(Items from a data source)
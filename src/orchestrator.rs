use std::error::Error;
use std::io::{self, BufRead, Write};

use tracing::{debug, error, info, span, warn, Level};
use tracing_subscriber::{fmt, prelude::*, EnvFilter};

use crate::config::constant::MIN_LOCATIONS;
use crate::config::Settings;
use crate::distance::build_distance_matrix;
use crate::domain::error::RouteError;
use crate::domain::types::{Coordinate, Location, Route, RoutingProblem, Stop};
use crate::geocoder::{parse_location_names, resolve_locations, Gazetteer, Geocoder};
use crate::presenter::{ConsolePresenter, CsvFilePresenter, Presenter, Schedule};
use crate::solver::{extract_route, solve, SearchParameters};

/// Outcome of one planning run.
#[derive(Debug, Clone)]
pub struct PlannedRoute {
    pub route: Route,
    pub stops: Vec<Stop>,
}

/// Initialize tracing and environment
fn init_tracing_and_env() {
    tracing_subscriber::registry()
        .with(EnvFilter::from_default_env())
        .with(
            fmt::layer()
                .with_writer(io::stderr)
                .with_span_events(fmt::format::FmtSpan::NEW | fmt::format::FmtSpan::CLOSE),
        )
        .init();
}

/// Distances, solve, extract. Stops are returned in visiting order, depot first.
pub fn plan_route(
    locations: &[Location],
    params: &SearchParameters,
) -> Result<PlannedRoute, RouteError> {
    if locations.len() < MIN_LOCATIONS {
        return Err(RouteError::InsufficientLocations {
            found: locations.len(),
            required: MIN_LOCATIONS,
        });
    }

    let coords: Vec<Coordinate> = locations.iter().map(|loc| loc.coordinate).collect();
    let matrix = {
        let span = span!(Level::INFO, "distance_matrix");
        let _g = span.enter();
        build_distance_matrix(&coords)
    };

    let problem = RoutingProblem::new(matrix);
    let assignment = solve(&problem, params)?;
    let route = extract_route(&assignment, &problem.matrix);
    debug!("Route order: {:?}", route.order);

    let stops = route
        .order
        .iter()
        .enumerate()
        .map(|(position, &ind)| Stop {
            position,
            name: locations[ind].name.clone(),
            coordinate: locations[ind].coordinate,
        })
        .collect();

    info!(
        "Planned route over {} locations, total distance {} m",
        locations.len(),
        route.distance
    );
    Ok(PlannedRoute { route, stops })
}

/// Parse, geocode, plan and hand the stops to every presenter.
///
/// Presenters are only invoked once a route exists.
pub fn run_with(
    input: &str,
    geocoder: &impl Geocoder,
    presenters: &mut [&mut dyn Presenter],
    params: &SearchParameters,
) -> Result<PlannedRoute, RouteError> {
    let names = parse_location_names(input);
    let locations = resolve_locations(&names, geocoder)?;

    let planned = match plan_route(&locations, params) {
        Ok(planned) => planned,
        Err(e) => {
            error!("Route planning failed: {}", e);
            return Err(e);
        }
    };

    for presenter in presenters.iter_mut() {
        presenter.present(&planned.stops)?;
    }
    Ok(planned)
}

/// Ask until at least `MIN_LOCATIONS` distinct names are given.
fn prompt_for_locations(input: impl BufRead, out: &mut impl Write) -> Result<String, RouteError> {
    let mut lines = input.lines();
    let mut found = 0;

    loop {
        write!(out, "Enter at least {} waste collection areas (comma-separated): ", MIN_LOCATIONS)?;
        out.flush()?;

        let Some(line) = lines.next() else {
            return Err(RouteError::InsufficientLocations {
                found,
                required: MIN_LOCATIONS,
            });
        };
        let line = line?;

        found = parse_location_names(&line).len();
        if found >= MIN_LOCATIONS {
            return Ok(line);
        }
        warn!("Only {} distinct locations entered", found);
        writeln!(out, "Please enter at least {} locations!", MIN_LOCATIONS)?;
    }
}

pub fn run() -> Result<(), Box<dyn Error>> {
    init_tracing_and_env();
    let settings = Settings::from_env()?;

    let gazetteer = match &settings.gazetteer_path {
        Some(path) => Gazetteer::from_json_file(path)?,
        None => Gazetteer::default(),
    };

    let args: Vec<String> = std::env::args().skip(1).collect();
    let input = if args.is_empty() {
        prompt_for_locations(io::stdin().lock(), &mut io::stdout())?
    } else {
        args.join(",")
    };

    let schedule = Schedule::from_settings(&settings);
    let mut console = ConsolePresenter::new(schedule);
    let mut csv = settings
        .csv_path
        .as_ref()
        .map(|path| CsvFilePresenter::new(path, schedule));

    let mut presenters: Vec<&mut dyn Presenter> = Vec::new();
    presenters.push(&mut console);
    if let Some(csv) = csv.as_mut() {
        presenters.push(csv);
    }

    let run_span = span!(Level::INFO, "route_run");
    let _guard = run_span.enter();

    let planned = run_with(&input, &gazetteer, &mut presenters, &settings.search)?;
    println!("Total distance: {:.2} km", planned.route.distance as f64 / 1000.0);
    Ok(())
}

#[cfg(test)]
mod tests {
    use super::*;

    fn location(name: &str, lat: f64, lon: f64) -> Location {
        Location {
            name: name.to_string(),
            coordinate: Coordinate::new(lat, lon),
        }
    }

    struct Recorder {
        seen: Vec<Vec<String>>,
    }

    impl Presenter for Recorder {
        fn present(&mut self, stops: &[Stop]) -> Result<(), RouteError> {
            self.seen.push(stops.iter().map(|s| s.name.clone()).collect());
            Ok(())
        }
    }

    #[test]
    fn plans_three_area_route() {
        let locations = vec![
            location("Amberpet", 17.3665, 78.5626),
            location("LB Nagar", 17.3683, 78.5243),
            location("Anmagal Hayathnagar", 17.3753, 78.5481),
        ];
        let planned = plan_route(&locations, &SearchParameters::default()).unwrap();

        assert_eq!(planned.route.order, vec![0, 2, 1]);
        assert_eq!(planned.route.distance, 1823 + 2642 + 4069);
        assert_eq!(planned.stops[0].name, "Amberpet");
        assert_eq!(planned.stops[1].name, "Anmagal Hayathnagar");
        assert_eq!(planned.stops[2].position, 2);
    }

    #[test]
    fn rejects_fewer_than_three_locations() {
        let locations = vec![location("A", 0.0, 0.0), location("B", 0.0, 1.0)];
        assert!(matches!(
            plan_route(&locations, &SearchParameters::default()),
            Err(RouteError::InsufficientLocations { found: 2, .. })
        ));
    }

    #[test]
    fn presenter_receives_route_order() {
        let mut recorder = Recorder { seen: vec![] };
        let mut presenters: [&mut dyn Presenter; 1] = [&mut recorder];
        let planned = run_with(
            "Amberpet, LB Nagar, Anmagal Hayathnagar",
            &Gazetteer::default(),
            &mut presenters,
            &SearchParameters::default(),
        )
        .unwrap();

        assert_eq!(planned.stops.len(), 3);
        assert_eq!(
            recorder.seen,
            vec![vec!["Amberpet", "Anmagal Hayathnagar", "LB Nagar"]]
        );
    }

    #[test]
    fn presenter_untouched_on_failure() {
        let mut recorder = Recorder { seen: vec![] };
        let mut presenters: [&mut dyn Presenter; 1] = [&mut recorder];
        let result = run_with(
            "Amberpet, LB Nagar",
            &Gazetteer::default(),
            &mut presenters,
            &SearchParameters::default(),
        );

        assert!(result.is_err());
        assert!(recorder.seen.is_empty());
    }

    #[test]
    fn prompt_asks_again_until_enough_names() {
        let input = io::Cursor::new("Amberpet\nAmberpet, LB Nagar, Madhapur\n");
        let mut out = Vec::new();

        let line = prompt_for_locations(input, &mut out).unwrap();
        assert_eq!(line, "Amberpet, LB Nagar, Madhapur");
        let shown = String::from_utf8(out).unwrap();
        assert_eq!(shown.matches("Enter at least 3").count(), 2);
        assert!(shown.contains("Please enter at least 3 locations!"));
    }

    #[test]
    fn prompt_reports_last_count_at_end_of_input() {
        let input = io::Cursor::new("Amberpet, LB Nagar\n");
        let err = prompt_for_locations(input, &mut Vec::<u8>::new()).unwrap_err();
        assert!(matches!(
            err,
            RouteError::InsufficientLocations {
                found: 2,
                required: 3
            }
        ));

        let err = prompt_for_locations(io::Cursor::new(""), &mut Vec::<u8>::new()).unwrap_err();
        assert!(matches!(err, RouteError::InsufficientLocations { found: 0, .. }));
    }

    #[test]
    fn failed_run_keeps_existing_csv() {
        let dir = tempfile::tempdir().unwrap();
        let path = dir.path().join("route.csv");
        std::fs::write(&path, "previous route\n").unwrap();

        let mut console = ConsolePresenter::new(Schedule::default());
        let mut csv = CsvFilePresenter::new(&path, Schedule::default());
        let mut presenters: [&mut dyn Presenter; 2] = [&mut console, &mut csv];
        let result = run_with(
            "Amberpet, LB Nagar",
            &Gazetteer::default(),
            &mut presenters,
            &SearchParameters::default(),
        );

        assert!(matches!(
            result,
            Err(RouteError::InsufficientLocations { found: 2, .. })
        ));
        assert_eq!(std::fs::read_to_string(&path).unwrap(), "previous route\n");
    }

    #[test]
    fn successful_run_replaces_csv() {
        let dir = tempfile::tempdir().unwrap();
        let path = dir.path().join("route.csv");
        std::fs::write(&path, "previous route\n").unwrap();

        let mut csv = CsvFilePresenter::new(&path, Schedule::default());
        let mut presenters: [&mut dyn Presenter; 1] = [&mut csv];
        run_with(
            "Amberpet, LB Nagar, Anmagal Hayathnagar",
            &Gazetteer::default(),
            &mut presenters,
            &SearchParameters::default(),
        )
        .unwrap();

        let output = std::fs::read_to_string(&path).unwrap();
        let names: Vec<&str> = output
            .lines()
            .skip(1)
            .map(|line| line.split(',').nth(1).unwrap())
            .collect();
        assert_eq!(names, vec!["Amberpet", "Anmagal Hayathnagar", "LB Nagar"]);
    }
}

### ACTIVITY
Copy only this part of the entries above: the line with "let planned = match", the line with "let mut lines = input.lines();", and the lines between, all exactly as written.

### THE COMPLETED TASK
    let planned = match plan_route(&locations, params) {
        Ok(planned) => planned,
        Err(e) => {
            error!("Route planning failed: {}", e);
            return Err(e);
        }
    };

    for presenter in presenters.iter_mut() {
        presenter.present(&planned.stops)?;
    }
    Ok(planned)
}

/// Ask until at least `MIN_LOCATIONS` distinct names are given.
fn prompt_for_locations(input: impl BufRead, out: &mut impl Write) -> Result<String, RouteError> {
    let mut lines = input.lines();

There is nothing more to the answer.